In his bestselling book on motivation, Drive, Dan Pink talks of a new trend in corporate structure that has increased employee motivation, the For Benefit Corporation. These “B” Corporations combine the economic goals of a traditional for profit entity with a purpose that benefits their community. Toms Shoes is a great example. They sell shoes so that they can give away shoes to a child in a developing country. These organizations have their purpose spelled out in their by-laws and have proven exceptional in attracting Gen X and Y employees. Given that a baby boomer hits retirement age every 8 seconds, knowing what attracts their replacements may be worth looking into.

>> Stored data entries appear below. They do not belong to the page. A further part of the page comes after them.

//! Errors raised while grounding a [`Problem`](crate::Problem).

use crate::parsed_types::Name;
use thiserror::Error;

/// Malformed-input errors detected while grounding. These are fatal: the
/// grounder has no recovery path and the caller should abort the plan call.
#[derive(Debug, Error, Eq, PartialEq)]
pub enum GroundingError {
    #[error("object `{0}` is declared as both a domain constant and a problem object")]
    DuplicateObject(Name),

    #[error("atom references undeclared predicate `{0}`")]
    UndeclaredPredicate(Name),

    #[error("atom references undeclared object `{0}`")]
    UndeclaredObject(Name),

    #[error("atom `{predicate}` expects {expected} argument(s) but got {actual}")]
    ArityMismatch {
        predicate: Name,
        expected: usize,
        actual: usize,
    },
}
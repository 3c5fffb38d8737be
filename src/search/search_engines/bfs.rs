//! Breadth-first search: FIFO expansion, a closed set of state hashes, first
//! plan found. Optimal under the unit-cost model every operator uses.

use super::SearchResult;
use crate::search::search_space::{extract_plan, SearchNode};
use crate::task::Task;
use std::collections::{HashSet, VecDeque};

pub fn bfs(task: &Task) -> SearchResult {
    let root = SearchNode::root(task.initial_state().clone());
    let mut closed = HashSet::new();
    closed.insert(root.hash_value());

    let mut nodes = vec![root];
    let mut queue = VecDeque::new();
    queue.push_back(0usize);

    while let Some(node_idx) = queue.pop_front() {
        if task.goal_reached(nodes[node_idx].state()) {
            return SearchResult::Success(extract_plan(&nodes, node_idx));
        }

        let g = nodes[node_idx].g();
        let state = nodes[node_idx].state().clone();
        for (name, successor) in task.get_successor_states(&state) {
            if !closed.insert(successor.hash()) {
                continue;
            }
            nodes.push(SearchNode::child(node_idx, g, name.to_string(), successor));
            queue.push_back(nodes.len() - 1);
        }
    }

    SearchResult::NoSolution
}

#[cfg(test)]
mod tests {
    use super::*;
    use crate::grounding::{Fact, Operator};
    use crate::parsed_types::Name;
    use std::collections::HashSet as Set;

    fn fact(s: &str) -> Fact {
        Fact::new(s, std::iter::empty())
    }

    #[test]
    fn root_already_satisfying_goal_needs_no_expansion() {
        let universe = Set::from([fact("a")]);
        let task = Task::encode(
            Name::new("t"),
            universe.clone(),
            universe.clone(),
            universe,
            Vec::<Operator>::new(),
        );
        assert_eq!(bfs(&task), SearchResult::Success(Vec::new()));
    }

    #[test]
    fn finds_shortest_plan_over_a_longer_alternative() {
        // a -> b -> goal (2 steps), and a -> goal directly is not available,
        // so BFS must explore the shorter of two discovered routes.
        let universe = Set::from([fact("a"), fact("b"), fact("goal")]);
        let init = Set::from([fact("a")]);
        let goal = Set::from([fact("goal")]);
        let step1 = Operator::new(
            "(a-to-b)".to_string(),
            Set::from([fact("a")]),
            Set::from([fact("b")]),
            Set::new(),
        );
        let step2 = Operator::new(
            "(b-to-goal)".to_string(),
            Set::from([fact("b")]),
            Set::from([fact("goal")]),
            Set::new(),
        );
        let task = Task::encode(Name::new("t"), universe, init, goal, vec![step1, step2]);

        match bfs(&task) {
            SearchResult::Success(plan) => {
                assert_eq!(plan, vec!["(a-to-b)".to_string(), "(b-to-goal)".to_string()])
            }
            SearchResult::NoSolution => panic!("expected a plan"),
        }
    }

    #[test]
    fn unsolvable_task_returns_no_solution() {
        let universe = Set::from([fact("a"), fact("unreachable")]);
        let init = Set::from([fact("a")]);
        let goal = Set::from([fact("unreachable")]);
        let task = Task::encode(Name::new("t"), universe, init, goal, Vec::<Operator>::new());
        assert_eq!(bfs(&task), SearchResult::NoSolution);
    }
}
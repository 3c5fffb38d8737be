//! Provides type definitions;

use crate::parsed_types::{r#type::TYPE_OBJECT, Name, Type, Typed, TypedNames};
use std::ops::Deref;

/// A set of types.
#[derive(Debug, Clone, Eq, PartialEq)]
pub struct Types(TypedNames);

impl Types {
    pub fn new(mut typed_names: TypedNames) -> Self {
        // make sure that the object type is present
        let contains_object = typed_names
            .iter()
            .any(|typed| typed.value() == TYPE_OBJECT.name());
        if !contains_object {
            typed_names.push(Typed::new(TYPE_OBJECT.name().clone(), Type::OBJECT));
        }

        Self(typed_names)
    }

    /// Gets the values.
    pub fn values(&self) -> &TypedNames {
        &self.0
    }
}

impl Default for Types {
    fn default() -> Self {
        Self::new(TypedNames::from_iter([Typed::new(
            Name::from("object"),
            Type::OBJECT,
        )]))
    }
}

impl Deref for Types {
    type Target = TypedNames;

    fn deref(&self) -> &Self::Target {
        &self.0
    }
}

impl From<TypedNames> for Types {
    fn from(value: TypedNames) -> Self {
        Types::new(value)
    }
}
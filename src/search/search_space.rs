//! Search nodes and the node vector search algorithms expand into.

use crate::task::State;

/// A parent index marking a node as the search root.
pub const ROOT_PARENT: isize = -1;

/// One node in the search space.
///
/// Nodes are appended to a [`Vec<SearchNode>`] for the life of one search;
/// `parent_id` is an index into that same vector, so the vector must never
/// reorder or drop entries mid-search.
#[derive(Debug, Clone)]
pub struct SearchNode {
    state: State,
    parent_id: isize,
    action: String,
    g: usize,
    hash_value: u64,
    /// Landmark fact ids still to be reached on this branch. Populated by
    /// the landmark heuristic; left empty under the blind heuristic.
    pub unreached: Vec<usize>,
}

impl SearchNode {
    /// Builds the root node: no parent, no action, zero cost.
    pub fn root(state: State) -> Self {
        let hash_value = state.hash();
        Self {
            state,
            parent_id: ROOT_PARENT,
            action: String::new(),
            g: 0,
            hash_value,
            unreached: Vec::new(),
        }
    }

    /// Builds a child node reached from `parent_id` via operator `action`.
    pub fn child(parent_id: usize, parent_g: usize, action: String, state: State) -> Self {
        let hash_value = state.hash();
        Self {
            state,
            parent_id: parent_id as isize,
            action,
            g: parent_g + 1,
            hash_value,
            unreached: Vec::new(),
        }
    }

    pub fn state(&self) -> &State {
        &self.state
    }

    pub fn parent_id(&self) -> isize {
        self.parent_id
    }

    pub fn action(&self) -> &str {
        &self.action
    }

    pub fn g(&self) -> usize {
        self.g
    }

    pub fn hash_value(&self) -> u64 {
        self.hash_value
    }

    pub fn is_root(&self) -> bool {
        self.parent_id == ROOT_PARENT
    }
}

/// Walks parent pointers from `terminal` back to the root, collecting
/// `action`s in execution order. The root's empty action is omitted.
pub fn extract_plan(nodes: &[SearchNode], terminal: usize) -> Vec<String> {
    let mut plan = Vec::new();
    let mut current = terminal;
    loop {
        let node = &nodes[current];
        if node.is_root() {
            break;
        }
        plan.push(node.action().to_string());
        current = node.parent_id() as usize;
    }
    plan.reverse();
    plan
}

#[cfg(test)]
mod tests {
    use super::*;
    use crate::grounding::{Fact, Operator};
    use crate::parsed_types::Name;
    use crate::task::Task;
    use std::collections::HashSet;

    fn fact(s: &str) -> Fact {
        Fact::new(s, std::iter::empty())
    }

    #[test]
    fn extract_plan_omits_root_action() {
        let universe = HashSet::from([fact("a"), fact("b")]);
        let init = HashSet::from([fact("a")]);
        let goal = HashSet::from([fact("b")]);
        let op = Operator::new(
            "(flip)".to_string(),
            HashSet::from([fact("a")]),
            HashSet::from([fact("b")]),
            HashSet::from([fact("a")]),
        );
        let task = Task::encode(Name::new("t"), universe, init, goal, vec![op]);

        let root = SearchNode::root(task.initial_state().clone());
        let encoded_op = &task.operators()[0];
        let successor = task.apply(encoded_op, root.state());
        let child = SearchNode::child(0, root.g(), encoded_op.name().to_string(), successor);

        let nodes = vec![root, child];
        let plan = extract_plan(&nodes, 1);
        assert_eq!(plan, vec!["(flip)".to_string()]);
    }
}
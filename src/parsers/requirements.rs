//! Provides parsers for requirements.

use crate::parsed_types::requirement::{names, Requirement};
use crate::parsed_types::Requirements;
use crate::parsers::{prefix_expr, space_separated_list1, ParseResult, Span};
use nom::branch::alt;
use nom::bytes::complete::tag;
use nom::combinator::map;

/// Parses a requirement definition, i.e. `(:requirements <require-key>)⁺`.
///
/// ## Example
/// ```
/// # use lazylifted::parsers::{parse_requirements, preamble::*};
/// # use lazylifted::parsed_types::{Requirement, Requirements};
/// assert!(parse_requirements("(:requirements :adl)").is_value(Requirements::new([Requirement::Adl])));
/// assert!(parse_requirements("(:requirements :strips :typing)").is_value(Requirements::new([Requirement::Strips, Requirement::Typing])));
/// assert!(parse_requirements("(:requirements\n:strips   :typing  )").is_value(Requirements::new([Requirement::Strips, Requirement::Typing])));
///```
pub fn parse_requirements<'a, T: Into<Span<'a>>>(input: T) -> ParseResult<'a, Requirements> {
    map(
        prefix_expr(
            ":requirements",
            space_separated_list1(parse_requirement_key),
        ),
        Requirements::new,
    )(input.into())
}

/// Parses a requirement key, i.e. `:strips`.
///
/// ## Example
/// ```
/// # use lazylifted::parsers::{parse_requirement_key, preamble::*};
/// # use lazylifted::parsed_types::Requirement;
/// assert!(parse_requirement_key(":strips").is_value(Requirement::Strips));
/// assert!(parse_requirement_key(":typing").is_value(Requirement::Typing));
/// assert!(parse_requirement_key(":negative-preconditions").is_value(Requirement::NegativePreconditions));
/// assert!(parse_requirement_key(":disjunctive-preconditions").is_value(Requirement::DisjunctivePreconditions));
/// assert!(parse_requirement_key(":equality").is_value(Requirement::Equality));
/// assert!(parse_requirement_key(":existential-preconditions").is_value(Requirement::ExistentialPreconditions));
/// assert!(parse_requirement_key(":universal-preconditions").is_value(Requirement::UniversalPreconditions));
/// assert!(parse_requirement_key(":quantified-preconditions").is_value(Requirement::QuantifiedPreconditions));
/// assert!(parse_requirement_key(":conditional-effects").is_value(Requirement::ConditionalEffects));
/// assert!(parse_requirement_key(":fluents").is_value(Requirement::Fluents));
/// assert!(parse_requirement_key(":numeric-fluents").is_value(Requirement::NumericFluents));
/// assert!(parse_requirement_key(":adl").is_value(Requirement::Adl));
/// assert!(parse_requirement_key(":durative-actions").is_value(Requirement::DurativeActions));
/// assert!(parse_requirement_key(":duration-inequalities").is_value(Requirement::DurationInequalities));
/// assert!(parse_requirement_key(":continuous-effects").is_value(Requirement::ContinuousEffects));
/// assert!(parse_requirement_key(":derived-predicates").is_value(Requirement::DerivedPredicates));
/// assert!(parse_requirement_key(":timed-initial-literals").is_value(Requirement::TimedInitialLiterals));
/// assert!(parse_requirement_key(":preferences").is_value(Requirement::Preferences));
/// assert!(parse_requirement_key(":constraints").is_value(Requirement::Constraints));
/// assert!(parse_requirement_key(":action-costs").is_value(Requirement::ActionCosts));
///
/// assert!(parse_requirement_key(":unknown").is_err());
/// assert!(parse_requirement_key("invalid").is_err());
///```
pub fn parse_requirement_key<'a, T: Into<Span<'a>>>(input: T) -> ParseResult<'a, Requirement> {
    map(
        alt((
            tag(names::STRIPS),
            tag(names::TYPING),
            tag(names::NEGATIVE_PRECONDITIONS),
            tag(names::DISJUNCTIVE_PRECONDITIONS),
            tag(names::EQUALITY),
            tag(names::EXISTENTIAL_PRECONDITIONS),
            tag(names::UNIVERSAL_PRECONDITIONS),
            tag(names::QUANTIFIED_PRECONDITIONS),
            tag(names::CONDITIONAL_EFFECTS),
            tag(names::FLUENTS),
            tag(names::NUMERIC_FLUENTS),
            tag(names::OBJECT_FLUENTS),
            tag(names::ADL),
            tag(names::DURATIVE_ACTIONS),
            tag(names::DURATION_INEQUALITIES),
            tag(names::CONTINUOUS_EFFECTS),
            tag(names::DERIVED_PREDICATES),
            tag(names::TIMED_INITIAL_LITERALS),
            tag(names::PREFERENCES),
            tag(names::CONSTRAINTS),
            tag(names::ACTION_COSTS),
        )),
        |x: Span| Requirement::try_from(*x.fragment()).expect("unhandled variant"),
    )(input.into())
}

impl crate::parsers::Parser for Requirements {
    type Item = Requirements;

    fn parse<'a, S: Into<Span<'a>>>(input: S) -> ParseResult<'a, Self::Item> {
        parse_requirements(input)
    }
}

impl crate::parsers::Parser for Requirement {
    type Item = Requirement;

    /// See [`parse_requirement_key`].
    fn parse<'a, S: Into<Span<'a>>>(input: S) -> ParseResult<'a, Self::Item> {
        parse_requirement_key(input)
    }
}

Locally, I have found two local businesses that demonstrate this for benefit approach. Blondies, a new deli on the south side of Pelican Place Shopping Center, and Mission 25 Hair Salon in the middle of the shopping center, both approach their ventures with more than the bottom line in mind. As you place your order at the counter at Blondies, the tip jar is right there. On the front of Cindy Hasemeier’s jar reads the name of the designated charity the tips will be donated to that month. Interestingly, her employees are Gen Y’ers and they love working there. At Mission 25, all tips go to support not only a cause, but a family battling the cause. This month, Kristie Barba and her crew are supporting the Krause family and their eight year son in his cancer battle. Another business filled with happy Gen X and Y employees and both outfits put out great products and memorable service.
Dan Pink points out that the new generation finds motivation in autonomy, mastery, and purpose. The book is a great read and is working locally. So if you want to raise your employee productivity and profits, try raising your purpose.